The entire listing below needs to be transcribed word for word.

**Data:**
★ ★ ★ ★
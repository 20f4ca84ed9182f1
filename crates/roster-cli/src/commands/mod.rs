pub mod demo;
pub mod schema;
★ ★ ★ ★
**Final answer:**
repository 20f4ca84ed9182f1
filename crates/roster-cli/src/commands/mod.rs
pub mod demo;
pub mod schema;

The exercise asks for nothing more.